Une semaine et un bouton pour changer la vie

Leslie Héliade – Certains destins peuvent basculer en peu de jours, à peine une semaine. Celui d'Anna est de ceux-ci. La romancière Leslie Héliade le relate dans "Le Bouton d'Anna". Et de même que tout se joue rapidement dans ce roman, l'écriture s'avère alerte et efficace. 

Tout commence pourtant avec un bouton de fièvre sur la lèvre... il ne sera certes guère question de boutons de rose dans ce roman, contrairement à ce que suggère sa couverture. Mais force est de relever que d'un motif pas très appétissant a priori, l'auteure réussit à tirer un moteur performant pour son roman. 

Cela, en retenant Anna d'embrasser à sa guise et en relatant avec justesse les états d'âme qu'une telle blessure peut susciter, surtout au moment où la boutique de vêtements chics qui emploie Anna vit une journée clé d'un point de vue commercial.
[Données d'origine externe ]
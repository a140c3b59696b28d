//! End-to-end control-channel scripts against a real TCP server (spec.md §8
//! E4, E5).

mod support;

use std::io::{BufRead, BufReader, Write};
use std::net::TcpStream;
use std::sync::Arc;
use xdf_recorder::clock::SystemClock;
use xdf_recorder::control::ControlServer;
use xdf_recorder::controller::{ControllerConfig, SessionController};
use xdf_recorder::model::{ChannelFormat, MetadataNode, StreamDescriptor};
use xdf_recorder::source::mock::{MockSource, MockStreamKind, MockStreamSpec};
use xdf_recorder::worker::WorkerConfig;
use xdf_recorder::xdf::chunk::{TAG_STREAM_FOOTER, TAG_STREAM_HEADER};

fn spawn_server() -> (ControlServer, tempfile::TempDir) {
    let dir = tempfile::tempdir().expect("tempdir");
    let source = Arc::new(MockSource::new(vec![MockStreamSpec {
        descriptor: StreamDescriptor {
            uid: "eeg".into(),
            name: "eeg".into(),
            r#type: "EEG".into(),
            hostname: "localhost".into(),
            source_id: "eeg".into(),
            channel_count: 4,
            channel_format: ChannelFormat::Float32,
            nominal_srate: 250.0,
            metadata: MetadataNode::default(),
        },
        kind: MockStreamKind::Regular { nominal_srate: 250.0 },
        available: true,
    }]));
    let controller = Arc::new(SessionController::new(
        source,
        Arc::new(SystemClock::new()),
        ControllerConfig {
            worker: WorkerConfig {
                pull_timeout_s: 0.02,
                ..Default::default()
            },
            stop_timeout_s: 1.0,
            ..Default::default()
        },
    ));
    let server = ControlServer::spawn("127.0.0.1", 0, controller).expect("spawn");
    (server, dir)
}

struct Client {
    writer: TcpStream,
    reader: BufReader<TcpStream>,
}

impl Client {
    fn connect(addr: std::net::SocketAddr) -> Self {
        let writer = TcpStream::connect(addr).expect("connect");
        let reader = BufReader::new(writer.try_clone().expect("clone"));
        Self { writer, reader }
    }

    fn send(&mut self, request: &str) -> serde_json::Value {
        writeln!(self.writer, "{request}").expect("write");
        let mut line = String::new();
        self.reader.read_line(&mut line).expect("read");
        serde_json::from_str(&line).expect("valid json response")
    }
}

/// E4: status -> Idle; update; select all; templated filename; start; start
/// again -> InvalidState; stop; re-open file and assert E1 shape.
#[test]
fn e4_full_control_script() {
    let (server, dir) = spawn_server();
    let mut client = Client::connect(server.local_addr());

    let status = client.send("status");
    assert_eq!(status["result"]["state"], "Idle");

    let update = client.send("update");
    assert_eq!(update["ok"], true);

    let select = client.send("select all");
    assert_eq!(select["ok"], true);

    let root = dir.path().to_str().unwrap().to_string();
    let filename_req = format!("filename {{root:{root}}} {{template:session.xdf}}");
    let filename_resp = client.send(&filename_req);
    assert_eq!(filename_resp["ok"], true);
    let resolved = filename_resp["result"].as_str().expect("resolved filename");
    assert_eq!(resolved, format!("{root}/session.xdf"));

    let start = client.send("start");
    assert_eq!(start["ok"], true);

    let start_again = client.send("start");
    assert_eq!(start_again["ok"], false);
    assert_eq!(start_again["error"]["kind"], "InvalidState");

    std::thread::sleep(std::time::Duration::from_millis(300));
    let stop = client.send("stop");
    assert_eq!(stop["ok"], true);

    let chunks = support::parse_file(std::path::Path::new(resolved));
    assert_eq!(chunks.iter().filter(|c| c.tag == TAG_STREAM_HEADER).count(), 1);
    assert_eq!(chunks.iter().filter(|c| c.tag == TAG_STREAM_FOOTER).count(), 1);
}

/// E5: a filename template referencing an unsupplied variable is rejected,
/// leaving no file behind and state unchanged.
#[test]
fn e5_missing_template_variable_is_bad_request() {
    let (server, dir) = spawn_server();
    let mut client = Client::connect(server.local_addr());

    client.send("update");
    client.send("select all");

    let before = client.send("status");

    let root = dir.path().to_str().unwrap().to_string();
    let bad_req = format!("filename {{root:{root}}} {{template:{{missing}}.xdf}}");
    let resp = client.send(&bad_req);
    assert_eq!(resp["ok"], false);
    assert_eq!(resp["error"]["kind"], "BadRequest");

    let after = client.send("status");
    assert_eq!(before["result"]["state"], after["result"]["state"]);
    assert_eq!(after["result"]["filename"], serde_json::Value::Null);

    let entries: Vec<_> = std::fs::read_dir(dir.path()).expect("readdir").collect();
    assert!(entries.is_empty(), "no file should have been created");
}
//! Stream Source Adapter — the sole boundary to the streaming transport.
//!
//! Everything else in this crate talks to streams only through
//! [`StreamSource`] and [`Inlet`]. The real Lab Streaming Layer transport is
//! an external collaborator and is deliberately not implemented here (spec.md
//! §1); [`mock::MockSource`] is an in-process stand-in used by this crate's
//! own tests and by callers who want to exercise the pipeline without a live
//! LSL network.

pub mod mock;

use crate::error::RecorderError;
use crate::model::StreamDescriptor;

/// Discovery, inlet lifecycle, and the pull/time-correction surface a worker
/// needs. Implementors must be safe to share across acquisition-worker
/// threads.
pub trait StreamSource: Send + Sync {
    /// Block up to `timeout_s` waiting for streams to announce themselves.
    /// An empty result is not an error.
    fn discover(&self, timeout_s: f64) -> Vec<StreamDescriptor>;

    /// Open an inlet for a previously discovered stream.
    ///
    /// # Errors
    /// Returns [`RecorderError::SourceUnavailable`] if the stream vanished
    /// between discovery and open.
    fn open(
        &self,
        descriptor: &StreamDescriptor,
        buffer_seconds: f64,
        max_chunk_len: usize,
    ) -> Result<Box<dyn Inlet>, RecorderError>;
}

/// An open subscription to one remote stream.
pub trait Inlet: Send {
    /// Pull up to `max_samples` samples, blocking at most `timeout_s`.
    /// Returns an empty batch on timeout.
    ///
    /// # Errors
    /// Returns [`RecorderError::SourceLost`] if the inlet has been
    /// permanently severed.
    fn pull_batch(
        &mut self,
        max_samples: usize,
        timeout_s: f64,
    ) -> Result<crate::model::SampleBatch, RecorderError>;

    /// Query the current offset between the local clock and this stream's
    /// source clock.
    ///
    /// # Errors
    /// Returns [`RecorderError::Transient`] on a recoverable query failure;
    /// callers must tolerate this and retry later.
    fn time_correction(&mut self, timeout_s: f64) -> Result<f64, RecorderError>;

    /// Close the inlet. Idempotent.
    fn close(&mut self);
}
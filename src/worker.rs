//! Acquisition Worker: one OS thread per selected stream (spec.md §4.4).
//!
//! Each worker owns exactly one inlet and writes exclusively to the stream id
//! it was given; all workers share one [`XdfWriter`], whose own mutex
//! serializes the actual chunk writes. Workers never touch the Session
//! Controller's state mutex.

use crate::clock::ClockSource;
use crate::error::RecorderError;
use crate::model::SelectedStream;
use crate::source::StreamSource;
use crate::xdf::XdfWriter;
use crossbeam_channel::{after, select, Receiver, Sender};
use std::sync::{Arc, Mutex};
use std::thread::{self, JoinHandle};
use std::time::{Duration, Instant};
use tracing::{debug, info, warn};

const INITIAL_BACKOFF: Duration = Duration::from_millis(500);
const MAX_BACKOFF: Duration = Duration::from_secs(10);

/// Tunable knobs that would otherwise be scattered call-by-call through
/// [`AcquisitionWorker::spawn`].
#[derive(Clone, Copy, Debug)]
pub struct WorkerConfig {
    pub buffer_seconds: f64,
    pub max_chunk_len: usize,
    pub pull_timeout_s: f64,
    pub max_samples_per_pull: usize,
    pub clock_offset_interval_s: f64,
}

impl Default for WorkerConfig {
    fn default() -> Self {
        Self {
            buffer_seconds: 360.0,
            max_chunk_len: 0,
            pull_timeout_s: 0.2,
            max_samples_per_pull: 500,
            clock_offset_interval_s: 5.0,
        }
    }
}

/// Point-in-time counters a worker exposes for `status` (spec.md §4.4,
/// §6.1). Cloned out from behind the lock, never held across I/O.
#[derive(Clone, Copy, Debug, Default)]
pub struct WorkerStats {
    pub sample_count: u64,
    pub first_timestamp: Option<f64>,
    pub last_timestamp: Option<f64>,
    pub clock_offsets_written: u64,
    pub reconnect_count: u64,
    pub lost: bool,
}

/// Handle to a running (or finished) acquisition worker thread.
pub struct AcquisitionWorker {
    handle: Option<JoinHandle<()>>,
    stats: Arc<Mutex<WorkerStats>>,
    cancel_tx: Sender<()>,
}

impl AcquisitionWorker {
    /// Spawn the worker thread. The caller must have already written
    /// `selected`'s StreamHeader through `writer` before calling this.
    pub fn spawn(
        selected: SelectedStream,
        source: Arc<dyn StreamSource>,
        writer: Arc<XdfWriter>,
        clock: Arc<dyn ClockSource>,
        config: WorkerConfig,
    ) -> Self {
        let stats = Arc::new(Mutex::new(WorkerStats::default()));
        // Capacity 1, not a rendezvous channel: `stop_and_join` must not block
        // if the worker thread has already exited on its own.
        let (cancel_tx, cancel_rx) = crossbeam_channel::bounded(1);

        let thread_stats = Arc::clone(&stats);
        let handle = thread::spawn(move || {
            run(selected, source, writer, clock, config, cancel_rx, thread_stats)
        });

        Self {
            handle: Some(handle),
            stats,
            cancel_tx,
        }
    }

    /// Current counters, suitable for embedding in a status snapshot.
    pub fn stats(&self) -> WorkerStats {
        *self.stats.lock().expect("worker stats lock")
    }

    /// Ask the worker to stop and join its thread. Idempotent; safe to call
    /// more than once.
    pub fn stop_and_join(&mut self) {
        self.request_stop();
        if let Some(handle) = self.handle.take() {
            if handle.join().is_err() {
                warn!("acquisition worker thread panicked");
            }
        }
    }

    /// Send the cancellation signal without waiting for the thread to exit.
    /// Idempotent.
    pub fn request_stop(&self) {
        let _ = self.cancel_tx.try_send(());
    }

    /// Join the thread if it has already finished, without blocking.
    /// Returns `true` once joined (or if already joined by a prior call).
    pub fn try_join(&mut self) -> bool {
        match &self.handle {
            Some(handle) if handle.is_finished() => {
                let handle = self.handle.take().expect("checked Some above");
                if handle.join().is_err() {
                    warn!("acquisition worker thread panicked");
                }
                true
            }
            Some(_) => false,
            None => true,
        }
    }
}

impl Drop for AcquisitionWorker {
    fn drop(&mut self) {
        self.stop_and_join();
    }
}

fn run(
    selected: SelectedStream,
    source: Arc<dyn StreamSource>,
    writer: Arc<XdfWriter>,
    clock: Arc<dyn ClockSource>,
    config: WorkerConfig,
    cancel_rx: Receiver<()>,
    stats: Arc<Mutex<WorkerStats>>,
) {
    let stream_id = selected.stream_id;
    let descriptor = &selected.descriptor;
    // The Controller has already written this stream's StreamHeader before
    // spawning this thread; the worker only ever appends Samples/ClockOffset.

    let mut backoff = INITIAL_BACKOFF;
    let mut last_offset_at = Instant::now();

    'reconnect: loop {
        let mut inlet = match source.open(descriptor, config.buffer_seconds, config.max_chunk_len) {
            Ok(inlet) => {
                backoff = INITIAL_BACKOFF;
                inlet
            }
            Err(RecorderError::SourceUnavailable(msg)) => {
                debug!(stream_id, %msg, ?backoff, "stream unavailable, backing off");
                stats.lock().expect("worker stats lock").reconnect_count += 1;
                select! {
                    recv(cancel_rx) -> _ => return,
                    recv(after(backoff)) -> _ => {},
                }
                backoff = (backoff * 2).min(MAX_BACKOFF);
                continue 'reconnect;
            }
            Err(err) => {
                warn!(stream_id, error = %err, "unrecoverable error opening inlet, worker exiting");
                return;
            }
        };

        info!(stream_id, name = %descriptor.name, "acquisition worker connected");

        loop {
            if cancel_rx.try_recv().is_ok() {
                inlet.close();
                return;
            }

            match inlet.pull_batch(config.max_samples_per_pull, config.pull_timeout_s) {
                Ok(batch) if batch.is_empty() => {}
                Ok(batch) => {
                    let n = batch.len();
                    let last_ts = batch.timestamps[n - 1];
                    let first_ts = batch.timestamps[0];
                    if let Err(err) = writer.write_samples(stream_id, &batch) {
                        warn!(stream_id, error = %err, "failed to write samples, worker exiting");
                        inlet.close();
                        return;
                    }
                    let mut s = stats.lock().expect("worker stats lock");
                    s.sample_count += n as u64;
                    s.first_timestamp.get_or_insert(first_ts);
                    s.last_timestamp = Some(last_ts);
                }
                Err(RecorderError::SourceLost(msg)) => {
                    warn!(stream_id, %msg, "stream lost, attempting reconnect");
                    stats.lock().expect("worker stats lock").lost = true;
                    inlet.close();
                    continue 'reconnect;
                }
                Err(RecorderError::Transient(msg)) => {
                    debug!(stream_id, %msg, "transient pull failure, retrying");
                }
                Err(err) => {
                    warn!(stream_id, error = %err, "unrecoverable pull error, worker exiting");
                    inlet.close();
                    return;
                }
            }

            if last_offset_at.elapsed().as_secs_f64() >= config.clock_offset_interval_s {
                match inlet.time_correction(config.pull_timeout_s) {
                    Ok(offset) => {
                        let collection_time = clock.now_streaming();
                        if let Err(err) = writer.write_clock_offset(stream_id, collection_time, offset) {
                            warn!(stream_id, error = %err, "failed to write clock offset, worker exiting");
                            inlet.close();
                            return;
                        }
                        stats.lock().expect("worker stats lock").clock_offsets_written += 1;
                        last_offset_at = Instant::now();
                    }
                    Err(RecorderError::Transient(msg)) => {
                        debug!(stream_id, %msg, "transient time_correction failure, will retry later");
                    }
                    Err(RecorderError::SourceLost(msg)) => {
                        warn!(stream_id, %msg, "stream lost during time_correction, attempting reconnect");
                        stats.lock().expect("worker stats lock").lost = true;
                        inlet.close();
                        continue 'reconnect;
                    }
                    Err(err) => {
                        warn!(stream_id, error = %err, "unrecoverable time_correction error, worker exiting");
                        inlet.close();
                        return;
                    }
                }
            }
        }
    }
}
Voilà qui ouvre des portes sur le stress lié au travail et à sa somatisation! Enfin, alors que le lecteur a cru que le problème a fini par s'effacer, le voilà qui revient de manière inattendue...

Mais voyons d'un peu plus près ce que charrie l'intrigue du roman "Le Bouton d'Anna". Il sera question du monde du travail, avec quelques drames qui sont autant de portes ouvertes: Anna se fait licencier sans motif sérieux de son emploi de vendeuse dans une boutique d'habits chics. Or, Anna rêve de monter sa propre boutique, mais une offre intéressante lui parvient de son ancien employeur. Que choisir? Une question que le lecteur s'est peut-être posée, et qu'il est amené à se poser pour Anna: lui faut-il poursuivre son rêve ou suivre une voie réaliste et sûre? Anna s'avère attachante, l'empathie fonctionne.

Enfin, comme nul n'est une île, la romancière n'oublie pas l'entourage d'Anna. François joue le rôle classique du meilleur ami, celui qui permet qu'on se blottisse dans ses bras sans penser à aller plus loin. Il y a le beau Mathieu aussi, qui a vu Anna dans une séquence d'ivresse qui pourrait aussi être perçue comme un moment d'authenticité, fût-elle débordante, loin du rôle joué dans le métier de la vente. Enfin, la famille d'Anna prend une place important dans "Le Bouton d'Anna", entre soutien financier et mise au jour de plus d'un secret de famille. Peut-on rabibocher une famille comme on reprise un vêtement déchiré? Anna s'y essaie...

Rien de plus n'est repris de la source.